Home > A Perfect Paris Christmas(72)

A Perfect Paris Christmas(72)
Author: Mandy Baggot

‘She sounds like a wonderful person.’ Keeley knew her lips were trembling. She should ask the question now. She should ask Ethan the name of the girl, and pray she was wrong. But the raging fear that she wasn’t wrong, that she already knew the answer, was overpowering everything. She wanted so much to be wrong. She didn’t want confirmation. Because if she had confirmation it would open up a whole different avenue of discussion that once travelled down could not be retraced.

‘She is,’ he answered softly.

‘Were you in love?’ Keeley asked. Say no. Please say no. Say the grey eyes in that photo weren’t yours. She was holding her fingertips together, crushing the pads against each other.
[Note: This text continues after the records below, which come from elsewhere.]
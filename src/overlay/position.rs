//! Connected positioning - place an overlay next to an anchor rect.
//!
//! A [`ConnectedPosition`] pairs a point on the anchor (the origin) with a
//! point on the overlay. The [`FlexibleConnectedStrategy`] tries its
//! positions in order and uses the first one whose overlay rect fits in the
//! viewport, which flips the overlay above the anchor when there is no room
//! below it.

use crate::types::{HorizontalSide, PositionUpdate, Rect, Size, VerticalSide};

/// Horizontal distance between the overlay edge and the anchor edge.
pub const DEFAULT_OFFSET: i32 = 18;

/// One candidate placement.
#[derive(Debug, Clone, Copy, PartialEq, Eq)]
pub struct ConnectedPosition {
    pub origin_x: HorizontalSide,
    pub origin_y: VerticalSide,
    pub overlay_x: HorizontalSide,
    pub overlay_y: VerticalSide,
    pub offset_x: i32,
    pub offset_y: i32,
}

impl ConnectedPosition {
    pub const fn new(
        origin: (HorizontalSide, VerticalSide),
        overlay: (HorizontalSide, VerticalSide),
        offset_x: i32,
    ) -> Self {
        Self {
            origin_x: origin.0,
            origin_y: origin.1,
            overlay_x: overlay.0,
            overlay_y: overlay.1,
            offset_x,
            offset_y: 0,
        }
    }

    /// Where an overlay of `size` lands for this position.
    pub fn overlay_rect(&self, anchor: Rect, size: Size) -> Rect {
        let origin_x = match self.origin_x {
            HorizontalSide::Start => anchor.x,
            HorizontalSide::End => anchor.right(),
        };
        let origin_y = match self.origin_y {
            VerticalSide::Top => anchor.y,
            VerticalSide::Bottom => anchor.bottom(),
        };
        let x = match self.overlay_x {
            HorizontalSide::Start => origin_x,
            HorizontalSide::End => origin_x - size.width,
        };
        let y = match self.overlay_y {
            VerticalSide::Top => origin_y,
            VerticalSide::Bottom => origin_y - size.height,
        };
        Rect::from_size(x + self.offset_x, y + self.offset_y, size)
    }

    /// The simplified update published to the notification bubble.
    pub fn to_update(&self) -> PositionUpdate {
        PositionUpdate {
            vertical_side: self.overlay_y,
            horizontal_side: self.overlay_x,
            horizontal_offset: self.offset_x as f32,
        }
    }
}

use HorizontalSide::{End, Start};
use VerticalSide::{Bottom, Top};

/// Start-below, end-below, start-above, end-above.
pub const DEFAULT_POSITIONS: [ConnectedPosition; 4] = [
    ConnectedPosition::new((Start, Bottom), (Start, Top), -DEFAULT_OFFSET),
    ConnectedPosition::new((End, Bottom), (End, Top), DEFAULT_OFFSET),
    ConnectedPosition::new((Start, Top), (Start, Bottom), -DEFAULT_OFFSET),
    ConnectedPosition::new((End, Top), (End, Bottom), DEFAULT_OFFSET),
];

/// Result of applying a strategy.
#[derive(Debug, Clone, Copy, PartialEq, Eq)]
pub struct AppliedPosition {
    pub rect: Rect,
    pub position: ConnectedPosition,
    /// False when no position fit and the most visible one was used.
    pub fits: bool,
}

/// Ordered fallback positioning with automatic flipping.
#[derive(Debug, Clone)]
pub struct FlexibleConnectedStrategy {
    positions: Vec<ConnectedPosition>,
    last: Option<AppliedPosition>,
}

impl FlexibleConnectedStrategy {
    pub fn new(positions: Vec<ConnectedPosition>) -> Self {
        Self {
            positions,
            last: None,
        }
    }

    pub fn positions(&self) -> &[ConnectedPosition] {
        &self.positions
    }

    /// The most recently applied position.
    pub fn last_applied(&self) -> Option<AppliedPosition> {
        self.last
    }

    /// Pick a position for an overlay of `size` next to `anchor`.
    ///
    /// The first position that fits entirely inside `viewport` wins. If none
    /// fits, the one with the largest visible area is used (earliest on ties).
    /// Returns None only when there are no positions.
    pub fn apply(&mut self, anchor: Rect, size: Size, viewport: Rect) -> Option<AppliedPosition> {
        let mut best: Option<(i64, AppliedPosition)> = None;

        for position in &self.positions {
            let rect = position.overlay_rect(anchor, size);
            if viewport.contains_rect(&rect) {
                let applied = AppliedPosition {
                    rect,
                    position: *position,
                    fits: true,
                };
                self.last = Some(applied);
                return Some(applied);
            }

            let area = rect.visible_area(&viewport);
            if best.is_none_or(|(best_area, _)| area > best_area) {
                best = Some((
                    area,
                    AppliedPosition {
                        rect,
                        position: *position,
                        fits: false,
                    },
                ));
            }
        }

        let applied = best.map(|(_, applied)| applied);
        if applied.is_some() {
            self.last = applied;
        }
        applied
    }
}

#[cfg(test)]
mod tests {
    use super::*;

    const VIEWPORT: Rect = Rect::new(0, 0, 80, 24);

    #[test]
    fn test_overlay_rect_below_start() {
        let anchor = Rect::new(30, 5, 8, 1);
        let rect = DEFAULT_POSITIONS[0].overlay_rect(anchor, Size::new(20, 4));
        assert_eq!(rect, Rect::new(12, 6, 20, 4));
    }

    #[test]
    fn test_overlay_rect_above_end() {
        let anchor = Rect::new(30, 10, 8, 1);
        let rect = DEFAULT_POSITIONS[3].overlay_rect(anchor, Size::new(20, 4));
        // End edge at 38, shifted 18 right, bottom edge on the anchor's top
        assert_eq!(rect, Rect::new(36, 6, 20, 4));
    }

    #[test]
    fn test_first_fitting_position_wins() {
        let mut strategy = FlexibleConnectedStrategy::new(DEFAULT_POSITIONS.to_vec());
        let applied = strategy
            .apply(Rect::new(30, 5, 8, 1), Size::new(20, 4), VIEWPORT)
            .unwrap();

        assert!(applied.fits);
        assert_eq!(applied.position, DEFAULT_POSITIONS[0]);
        assert_eq!(strategy.last_applied(), Some(applied));
    }

    #[test]
    fn test_flip_to_end_near_left_edge() {
        let mut strategy = FlexibleConnectedStrategy::new(DEFAULT_POSITIONS.to_vec());
        // Start alignment would put the overlay at x = -16
        let applied = strategy
            .apply(Rect::new(2, 5, 8, 1), Size::new(20, 4), VIEWPORT)
            .unwrap();

        assert_eq!(applied.position, DEFAULT_POSITIONS[1]);
        assert_eq!(applied.rect, Rect::new(8, 6, 20, 4));
    }

    #[test]
    fn test_flip_above_near_bottom() {
        let mut strategy = FlexibleConnectedStrategy::new(DEFAULT_POSITIONS.to_vec());
        let applied = strategy
            .apply(Rect::new(30, 22, 8, 1), Size::new(20, 4), VIEWPORT)
            .unwrap();

        assert_eq!(applied.position, DEFAULT_POSITIONS[2]);
        assert_eq!(applied.position.to_update().vertical_side, VerticalSide::Bottom);
    }

    #[test]
    fn test_fallback_to_most_visible() {
        let mut strategy = FlexibleConnectedStrategy::new(DEFAULT_POSITIONS.to_vec());
        // Too tall to fit anywhere; more room below than above
        let applied = strategy
            .apply(Rect::new(30, 4, 8, 1), Size::new(20, 30), VIEWPORT)
            .unwrap();

        assert!(!applied.fits);
        assert_eq!(applied.position, DEFAULT_POSITIONS[0]);
    }

    #[test]
    fn test_no_positions() {
        let mut strategy = FlexibleConnectedStrategy::new(Vec::new());
        assert_eq!(strategy.apply(Rect::new(0, 0, 1, 1), Size::new(1, 1), VIEWPORT), None);
    }

    #[test]
    fn test_to_update() {
        let update = DEFAULT_POSITIONS[1].to_update();
        assert_eq!(update.horizontal_side, HorizontalSide::End);
        assert_eq!(update.vertical_side, VerticalSide::Top);
        assert_eq!(update.horizontal_offset, 18.0);
    }
}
‘No,’ Ethan breathed, his lips forming a smile. ‘No, never in love. Not like that. The best of friends. She… has a piece of my heart, and everything she has given to me is something I can never repay.’

He looked so sad now, so lost. All Keeley ached to do was reach out to him, to let him know how special she thought he was. But if she did that, if she made that deepest of statements now, here by the cosiest of fires in the most comfortable of places, full of Ethan’s eclectic personality and sizzling masculinity, there might be no going back.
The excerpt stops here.